Voith Hydro bietet Ausrüstung und Know-How, um Elektrizität aus Wasserkraft zu erzeugen.
Voith Hydro mit Sitz in Heidenheim liefert Turbinen und andere elektromechanische Ausrüstungen und Dienstleistungen, mit denen weltweit ein Viertel der Elektrizität aus Wasserkraft erzeugt wird. Immer mehr in den Fokus rückt dabei Afrika. Dort dürften durch den großen Nachholbedarf des Kontinents viele neue Projekte entstehen, etwa zum Umgang mit dem Klimawandel und rund um das Zukunftsthema Grüner Wasserstoff. Das bedeutet jedoch viel Vorarbeit und man braucht einen langen Atem – insbesondere bei Finanzierungsfragen.
Ungenutztes Potenzial beim Ausbau der erneuerbaren Energien
Frau Bergmann, ist Afrika für Voith Hydro ein Zukunftsmarkt?
Auf der ganzen Welt wird Wasserkraft eine entscheidende Rolle beim Aus- und Umbau der Energieversorgung spielen – besonders auch in Afrika, wo sich die Bevölkerung nach aktuellen Schätzungen der Vereinten Nationen bis 2050 mehr als verdoppeln wird. Bereits um 1900 wurden dort die ersten Wasserkraftwerke gebaut. Voith Hydro ist auf dem Kontinent schon seit den 1930er Jahren aktiv. Wir haben früh den überproportional wachsenden Markt erkannt, als viele afrikanische Länder Wasserkraftvorhaben in ihre nationalen Energieentwicklungspläne aufgenommen haben. In den nächsten zehn Jahren sehen wir, im Verhältnis zu den Vorjahren, weniger große Projekte. Dennoch erwarten wir ein erhebliches Potenzial zur Rehabilitierung und Modernisierung von bestehenden Wasserkraftwerken, sowie hunderte von kleineren Projekten im Service und bei Kleinanlagen.
Welche Gründe sehen Sie für einen Ausbau der Wasserkraft in Afrika?
Das Potenzial der Wasserkraft in Afrika ist mit einer installierten Leistung von aktuell rund 38 Gigawatt nur zu 11 Prozent ausgeschöpft. Auf der anderen Seite sehen wir, dass in Subsahara-Afrika nur etwa 45 Prozent der Bevölkerung Zugang zu Strom hat. In manchen Ländern sind es noch weniger, in der Demokratischen Republik Kongo etwa nur jeder zehnte Einwohner.

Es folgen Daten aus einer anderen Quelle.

//! Model-free feature-hashing embedder.
//!
//! Each lowercase alphanumeric word is hashed (FNV-1a, 64-bit) into one of
//! `dimensions` buckets; the bucket counts are L2-normalized. Texts sharing
//! words land close together under cosine distance. No download, no state,
//! stable across platforms and releases.

use super::{Embedder, EmbeddingError, l2_normalize};

const FNV_OFFSET_BASIS: u64 = 0xcbf2_9ce4_8422_2325;
const FNV_PRIME: u64 = 0x0000_0100_0000_01b3;

/// Default vector width for [`HashingEmbedder`].
pub const DEFAULT_HASHING_DIMS: usize = 1024;

/// Deterministic bag-of-words embedder.
#[derive(Debug, Clone)]
pub struct HashingEmbedder {
    dimensions: usize,
}

impl HashingEmbedder {
    /// Create an embedder producing vectors of `dimensions` floats.
    ///
    /// A width of 0 is bumped to 1.
    pub fn new(dimensions: usize) -> Self {
        Self {
            dimensions: dimensions.max(1),
        }
    }

    /// Width of the produced vectors.
    pub fn dimensions(&self) -> usize {
        self.dimensions
    }

    fn bucket(&self, word: &str) -> usize {
        (fnv1a(word.as_bytes()) % self.dimensions as u64) as usize
    }
}

impl Default for HashingEmbedder {
    fn default() -> Self {
        Self::new(DEFAULT_HASHING_DIMS)
    }
}

impl Embedder for HashingEmbedder {
    fn embed_one(&mut self, text: &str) -> Result<Vec<f32>, EmbeddingError> {
        let mut counts = vec![0.0f32; self.dimensions];
        for word in text
            .split(|c: char| !c.is_alphanumeric())
            .filter(|w| !w.is_empty())
        {
            counts[self.bucket(&word.to_lowercase())] += 1.0;
        }
        Ok(l2_normalize(&counts))
    }
}

fn fnv1a(bytes: &[u8]) -> u64 {
    bytes.iter().fold(FNV_OFFSET_BASIS, |hash, &b| {
        (hash ^ b as u64).wrapping_mul(FNV_PRIME)
    })
}
mod commands;
mod output;

use std::process::ExitCode;

use clap::Parser;
use mnemon::{Config, Error, MemoryStore};
use tracing_subscriber::{layer::SubscriberExt, util::SubscriberInitExt};

use commands::{Commands, execute};
use output::{ErrorResponse, print_json};

/// mnemon - Semantic memory for agents
#[derive(Parser, Debug)]
#[command(version, about, long_about = None)]
struct Cli {
    /// Print machine-readable JSON
    #[arg(long, global = true)]
    json: bool,

    #[command(subcommand)]
    command: Commands,
}

fn main() -> ExitCode {
    // Logs go to stderr so JSON on stdout stays parseable
    tracing_subscriber::registry()
        .with(tracing_subscriber::EnvFilter::new(
            std::env::var("RUST_LOG").unwrap_or_else(|_| "warn".into()),
        ))
        .with(tracing_subscriber::fmt::layer().with_writer(std::io::stderr))
        .init();

    let cli = Cli::parse();

    match run(&cli) {
        Ok(code) => code,
        Err(e) => {
            tracing::debug!(error = ?e, "command failed");
            if cli.json {
                let response = ErrorResponse {
                    error: e.to_string(),
                };
                if print_json(&response).is_err() {
                    eprintln!("Error: {e}");
                }
            } else {
                eprintln!("Error: {e}");
            }
            ExitCode::FAILURE
        }
    }
}

fn run(cli: &Cli) -> Result<ExitCode, Error> {
    // Version needs no model download or database
    if let Commands::Version = cli.command {
        return commands::handle_version(cli.json);
    }

    let config = Config::load()?;
    let mut store = MemoryStore::from_config(&config)?;
    let code = execute(&cli.command, &mut store, &config, cli.json)?;
    store.close()?;
    Ok(code)
}
//! Axum HTTP surface for medifetch (C11).
//!
//! A thin adapter: every handler does argument extraction, one call
//! into [`medifetch_worker::DownloadService`], and response mapping.
//! No business logic lives here -- it belongs in `medifetch-worker`.

#![deny(unsafe_code)]

pub mod dto;
pub mod error;
pub mod handlers;
pub mod routes;
pub mod state;

pub use error::HttpError;
pub use routes::create_router;
pub use state::{AppState, HttpContext, SandboxConfig};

Neben größeren und kleineren Laufwasserkraftwerken werden zukünftig Pumpspeicherkraftwerke benötigt. Die International Energy Agency betonte jüngst in einer Studie, wie wichtig diese für die Integration von Solar- und Windkraft und zur Netzstabilisierung sind. Der afrikanische Kontinent hat aufgrund der unterschiedlichen Regen- und Trockenzeiten großes Potenzial für Hybridlösungen, wie zum Beispiel die Kombination von Solarzellen und Wasserkraft. So kann Wasserkraft einen wesentlichen Beitrag gegen den Klimawandel und zur Erreichung der Nachhaltigkeitsziele leisten.
Welche Rolle messen Sie dem Grünen Wasserstoff zu?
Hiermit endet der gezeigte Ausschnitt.